L’éducation populaire peut être un espace d’élaboration d’une auto-défense mentale collective.

Aliénation subjective : L’oppression peut produire une aliénation subjective. Le sujet a l’impression de ne pas totalement agir librement. Il se peut que cette aliénation puisse être totale dans une relation d’emprise ou dans un système d’emprise totalitaire.

Asymétrie des consciences des opprimé-e-s et des oppresseurs : Nicole-Claude Mathieu a bien montré qu’il y avait une asymétrie des consciences des oppresseurs et des opprimés. Ils et elles n’ont pas les mêmes connaissances sur les rapport d’oppression. Les oppresseurs ont davantage une connaissance des mécanismes par lesquels s’exercent l’oppression, les opprimé-e-s une connaissance des effets de l’oppression.
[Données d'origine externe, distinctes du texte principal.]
//! Fold analysis: which source subdirectories may become a single
//! directory symlink at the target.

use std::collections::{HashMap, HashSet};
use std::fs;
use std::path::{Path, PathBuf};

use crate::error::{NdmgrError, Result};
use crate::matcher;
use crate::modules::DESCRIPTOR_NAME;
use crate::paths::{self, PathKind};

use super::{ConflictPolicy, FoldStrategy, LinkerOptions};

/// Fold decisions keyed by module-relative directory path. Built once at
/// the start of a link run and consumed by the linker.
#[derive(Debug, Default)]
pub struct TreeAnalysis {
    foldable: HashMap<PathBuf, bool>,
}

impl TreeAnalysis {
    pub fn is_foldable(&self, rel: &Path) -> bool {
        self.foldable.get(rel).copied().unwrap_or(false)
    }

    fn set(&mut self, rel: PathBuf, foldable: bool) {
        self.foldable.insert(rel, foldable);
    }
}

pub struct TreeAnalyzer<'a> {
    source: &'a Path,
    target: &'a Path,
    managed_root: &'a Path,
    options: &'a LinkerOptions,
}

impl<'a> TreeAnalyzer<'a> {
    pub fn new(
        source: &'a Path,
        target: &'a Path,
        managed_root: &'a Path,
        options: &'a LinkerOptions,
    ) -> Self {
        Self {
            source,
            target,
            managed_root,
            options,
        }
    }

    pub fn analyze(&self) -> Result<TreeAnalysis> {
        let mut analysis = TreeAnalysis::default();
        let mut visited = HashSet::new();
        self.analyze_dir(Path::new(""), &mut analysis, &mut visited)?;
        Ok(analysis)
    }

    fn analyze_dir(
        &self,
        rel: &Path,
        analysis: &mut TreeAnalysis,
        visited: &mut HashSet<PathBuf>,
    ) -> Result<()> {
        let dir = self.source.join(rel);
        // bound traversal over self-referential symlinks
        if let Ok(real) = paths::canonicalize(&dir) {
            if !visited.insert(real) {
                return Ok(());
            }
        }

        let entries = fs::read_dir(&dir).map_err(|e| NdmgrError::SourceUnreadable {
            path: dir.clone(),
            source: e,
        })?;
        for entry in entries {
            let entry = entry.map_err(|e| NdmgrError::SourceUnreadable {
                path: dir.clone(),
                source: e,
            })?;
            let name = entry.file_name();
            let name_str = name.to_string_lossy();
            if name_str == DESCRIPTOR_NAME
                || matcher::is_ignored(&name_str, &self.options.ignore_patterns)
            {
                continue;
            }
            let is_dir = entry.file_type().map(|t| t.is_dir()).unwrap_or(false);
            if !is_dir {
                continue;
            }

            let rel_child = rel.join(&name);
            let foldable = self.decide(&rel_child)?;
            analysis.set(rel_child.clone(), foldable);
            if !foldable {
                self.analyze_dir(&rel_child, analysis, visited)?;
            }
        }

        Ok(())
    }

    fn decide(&self, rel: &Path) -> Result<bool> {
        let target = self.target.join(rel);
        Ok(match paths::classify(&target) {
            // nothing there, or a symlink we will recognize or replace
            PathKind::Missing | PathKind::Symlink => true,
            PathKind::Dir => {
                if self.options.fold_strategy == FoldStrategy::Aggressive
                    && dir_is_foldable(&target, self.managed_root, &self.options.ignore_patterns)?
                {
                    true
                } else {
                    // directory-level adoption folds over real directories
                    self.options.conflict_policy == ConflictPolicy::Adopt
                }
            }
            PathKind::File | PathKind::Other => false,
        })
    }
}

/// An existing directory may be folded over when it is empty or holds
/// nothing but symlinks that resolve into the managed source tree.
pub(crate) fn dir_is_foldable(
    target: &Path,
    managed_root: &Path,
    ignore_patterns: &[String],
) -> Result<bool> {
    for entry in fs::read_dir(target)? {
        let entry = entry?;
        let name = entry.file_name();
        if matcher::is_ignored(&name.to_string_lossy(), ignore_patterns) {
            continue;
        }
        if !entry.file_type()?.is_symlink() {
            return Ok(false);
        }
        let text = fs::read_link(entry.path())?;
        let resolved = paths::resolve_link(&entry.path(), &text);
        if !resolved.starts_with(managed_root) {
            return Ok(false);
        }
    }
    Ok(true)
}

#[cfg(test)]
mod tests {
    use super::*;
    use tempfile::TempDir;

    fn options(strategy: FoldStrategy, policy: ConflictPolicy) -> LinkerOptions {
        LinkerOptions {
            fold_strategy: strategy,
            conflict_policy: policy,
            ..LinkerOptions::default()
        }
    }

    fn setup() -> (TempDir, TempDir) {
        let source = TempDir::new().unwrap();
        let target = TempDir::new().unwrap();
        fs::create_dir_all(source.path().join("sub/nested")).unwrap();
        (source, target)
    }

    #[test]
    fn test_missing_target_is_foldable() {
        let (source, target) = setup();
        let opts = options(FoldStrategy::Directory, ConflictPolicy::Fail);
        let analyzer =
            TreeAnalyzer::new(source.path(), target.path(), source.path(), &opts);
        let analysis = analyzer.analyze().unwrap();

        assert!(analysis.is_foldable(Path::new("sub")));
    }

    #[test]
    fn test_existing_dir_blocks_directory_strategy() {
        let (source, target) = setup();
        fs::create_dir(target.path().join("sub")).unwrap();

        let opts = options(FoldStrategy::Directory, ConflictPolicy::Fail);
        let analyzer =
            TreeAnalyzer::new(source.path(), target.path(), source.path(), &opts);
        let analysis = analyzer.analyze().unwrap();

        assert!(!analysis.is_foldable(Path::new("sub")));
        // the analyzer descended into the blocked directory
        assert!(analysis.is_foldable(Path::new("sub/nested")));
    }

    #[test]
    fn test_aggressive_folds_empty_dir() {
        let (source, target) = setup();
        fs::create_dir(target.path().join("sub")).unwrap();

        let opts = options(FoldStrategy::Aggressive, ConflictPolicy::Fail);
        let analyzer =
            TreeAnalyzer::new(source.path(), target.path(), source.path(), &opts);
        let analysis = analyzer.analyze().unwrap();

        assert!(analysis.is_foldable(Path::new("sub")));
    }

    #[test]
    fn test_aggressive_respects_foreign_content() {
        let (source, target) = setup();
        fs::create_dir(target.path().join("sub")).unwrap();
        fs::write(target.path().join("sub/user-file"), "keep me").unwrap();

        let opts = options(FoldStrategy::Aggressive, ConflictPolicy::Fail);
        let analyzer =
            TreeAnalyzer::new(source.path(), target.path(), source.path(), &opts);
        let analysis = analyzer.analyze().unwrap();

        assert!(!analysis.is_foldable(Path::new("sub")));
    }

    #[test]
    fn test_aggressive_folds_fully_managed_dir() {
        let (source, target) = setup();
        let source_real = fs::canonicalize(source.path()).unwrap();
        fs::write(source_real.join("sub/file"), "x").unwrap();
        fs::create_dir(target.path().join("sub")).unwrap();
        std::os::unix::fs::symlink(
            source_real.join("sub/file"),
            target.path().join("sub/file"),
        )
        .unwrap();

        let opts = options(FoldStrategy::Aggressive, ConflictPolicy::Fail);
        let analyzer = TreeAnalyzer::new(&source_real, target.path(), &source_real, &opts);
        let analysis = analyzer.analyze().unwrap();

        assert!(analysis.is_foldable(Path::new("sub")));
    }

    #[test]
    fn test_adopt_folds_over_populated_dir() {
        let (source, target) = setup();
        fs::create_dir(target.path().join("sub")).unwrap();
        fs::write(target.path().join("sub/user-file"), "user data").unwrap();

        let opts = options(FoldStrategy::Directory, ConflictPolicy::Adopt);
        let analyzer =
            TreeAnalyzer::new(source.path(), target.path(), source.path(), &opts);
        let analysis = analyzer.analyze().unwrap();

        assert!(analysis.is_foldable(Path::new("sub")));
    }

    #[test]
    fn test_file_at_dir_path_is_not_foldable() {
        let (source, target) = setup();
        fs::write(target.path().join("sub"), "a file").unwrap();

        let opts = options(FoldStrategy::Aggressive, ConflictPolicy::Fail);
        let analyzer =
            TreeAnalyzer::new(source.path(), target.path(), source.path(), &opts);
        let analysis = analyzer.analyze().unwrap();

        assert!(!analysis.is_foldable(Path::new("sub")));
    }

    #[test]
    fn test_ignored_entries_do_not_block_aggressive_fold() {
        let (source, target) = setup();
        fs::create_dir(target.path().join("sub")).unwrap();
        fs::write(target.path().join("sub/.DS_Store"), "junk").unwrap();

        let mut opts = options(FoldStrategy::Aggressive, ConflictPolicy::Fail);
        opts.ignore_patterns.push(".DS_Store".to_string());
        let analyzer =
            TreeAnalyzer::new(source.path(), target.path(), source.path(), &opts);
        let analysis = analyzer.analyze().unwrap();

        assert!(analysis.is_foldable(Path::new("sub")));
    }
}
Les opprimé-e-s peuvent développer des stratégies pour essayer d’y faire face. C’est ce que Elsa Dorlin appelle le « dirty care ».

Auto-défense mentale collective  (éducation populaire): Ensemble de pratiques mises en œuvre par les opprimé-e-s pour se défendre collectivement contre les souffrances sociales.

Céder/Consentir : « Céder n’est pas consentir » (NC Mathieu). Il n’y a pas de désir de soumission des opprimés, si les opprimés se soumettent c’est sous l’effet de violences (sociales, psychologiques ou physiques) qui ne sont pas toujours perceptibles. Le rôle d’une psychosociologie des opprimé-e-s est de dévoiler ces mécanismes de violences. [Voir également sur le consentement : Manon Garcia, La conversation des sexes]

Charge mentale : Constitue un ensemble d’éléments que prend en compte la personne socialement opprimé-e à la place des privilégiés (ex : tout le travail d’organisation du tâches domestiques dont s’occupe les femmes).

Conscientisation (Freire)/ Reframing (thérapie systémique/ Cadres de l’expérience) : La conscientisation est la prise de conscience des rapports sociaux de pouvoir. La subjectivité prend conscience que ses actes ne sont pas des actes libres de manière abstraites, mais prennent place dans des conditions sociales qui conditionnent les choix d’action (ex : conditions sociales économiques).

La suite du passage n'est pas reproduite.